Closed abhishek0208 closed 3 years ago

abhishek0208 commented 3 years ago

Aggregated results files are now in parquet (pyarrow) format to reduce file sizes. Initial tests show a reduction from around 400Mb to 27 Mb for aggregated results of a 10-replicate set of model runs.

willu47 commented 3 years ago

Nice @abhishek0208! Did you investigate pd.CategoricalIndex? It might be worth investigating casting your indices to this type to obtain extra savings. I believe the CategoricalIndex is understood by parquet and further reduces duplication of data. The duplicates are stored in a lookup table, and referenced by an integer, rather like you would in a normalised database.

willu47 commented 3 years ago

Also, any reason not to use feather versus parquet?

abhishek0208 commented 3 years ago

Thanks @willu47, I'll look into incorporating pd.CategoricalIndex. We're already getting a pretty significant reduction in file sizes but it's worth maximising it for the long term. I'll also work on filtering out technologies and commodities to further reduce file sizes. Just wanted to get this up and running for our immediate use.

abhishek0208 commented 3 years ago

And I did a quick search of performance benchmarks between feather and pyarrow: According to this, pyarrow (parquet) writes out smaller files while taking longer to read them in. So I went with parquet since file size is our more pressing concern?
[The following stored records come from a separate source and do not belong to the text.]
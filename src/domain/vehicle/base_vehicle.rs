//! Base vehicle record fetched once per configurator session.

use serde::{Deserialize, Serialize};

use crate::domain::foundation::{Price, ValidationError, VehicleId, VehicleSlug};

/// Externally supplied vehicle record the configurator prices against.
///
/// # Invariants
///
/// - `brand` and `model` are non-empty
/// - `base_price` is at most [`Price::MAX`]
/// - never mutated after it has been fetched
///
/// The storefront API names the price `cashPrice`; `basePrice` is accepted too.
/// Deserialization goes through [`BaseVehicle::new`].
#[derive(Debug, Clone, PartialEq, Eq, Serialize, Deserialize)]
#[serde(rename_all = "camelCase", try_from = "BaseVehicleRecord")]
pub struct BaseVehicle {
    id: VehicleId,
    slug: VehicleSlug,
    brand: String,
    model: String,
    base_price: Price,
}

/// Wire shape of a base vehicle before validation.
#[derive(Deserialize)]
#[serde(rename_all = "camelCase")]
struct BaseVehicleRecord {
    id: VehicleId,
    slug: VehicleSlug,
    brand: String,
    model: String,
    #[serde(alias = "cashPrice")]
    base_price: Price,
}

impl TryFrom<BaseVehicleRecord> for BaseVehicle {
    type Error = ValidationError;

    fn try_from(record: BaseVehicleRecord) -> Result<Self, Self::Error> {
        BaseVehicle::new(
            record.id,
            record.slug,
            record.brand,
            record.model,
            record.base_price,
        )
    }
}

impl BaseVehicle {
    /// Creates a base vehicle record.
    ///
    /// # Errors
    ///
    /// - `EmptyField` if brand or model is blank
    /// - `InvalidFormat` if the base price exceeds `Price::MAX`
    pub fn new(
        id: VehicleId,
        slug: VehicleSlug,
        brand: impl Into<String>,
        model: impl Into<String>,
        base_price: Price,
    ) -> Result<Self, ValidationError> {
        let brand = brand.into();
        let model = model.into();
        if brand.trim().is_empty() {
            return Err(ValidationError::empty_field("brand"));
        }
        if model.trim().is_empty() {
            return Err(ValidationError::empty_field("model"));
        }
        if base_price > Price::MAX {
            return Err(ValidationError::invalid_format(
                "base_price",
                format!("exceeds the maximum of {}", Price::MAX.amount()),
            ));
        }
        Ok(Self {
            id,
            slug,
            brand,
            model,
            base_price,
        })
    }

    /// Returns the backend identifier.
    pub fn id(&self) -> &VehicleId {
        &self.id
    }

    /// Returns the URL slug.
    pub fn slug(&self) -> &VehicleSlug {
        &self.slug
    }

    /// Returns the brand.
    pub fn brand(&self) -> &str {
        &self.brand
    }

    /// Returns the model.
    pub fn model(&self) -> &str {
        &self.model
    }

    /// Returns the price before any option surcharges.
    pub fn base_price(&self) -> Price {
        self.base_price
    }

    /// Returns "{brand} {model}".
    pub fn display_name(&self) -> String {
        format!("{} {}", self.brand, self.model)
    }
}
willu47 commented 3 years ago

I got a different take-away:

“As our little test shows, it seems that feather format is an ideal candidate to store the data between Jupyter sessions. It shows high I/O speed, doesn’t take too much memory on the disk and doesn’t need any unpacking when loaded back…” — Ilia Zaitsev https://towardsdatascience.com/the-best-format-to-save-pandas-data-414dca023e0d?source=social.tw

Be interesting to see if there's a difference between the two, but as you say - 27 MB over 400 MB is a great improvement.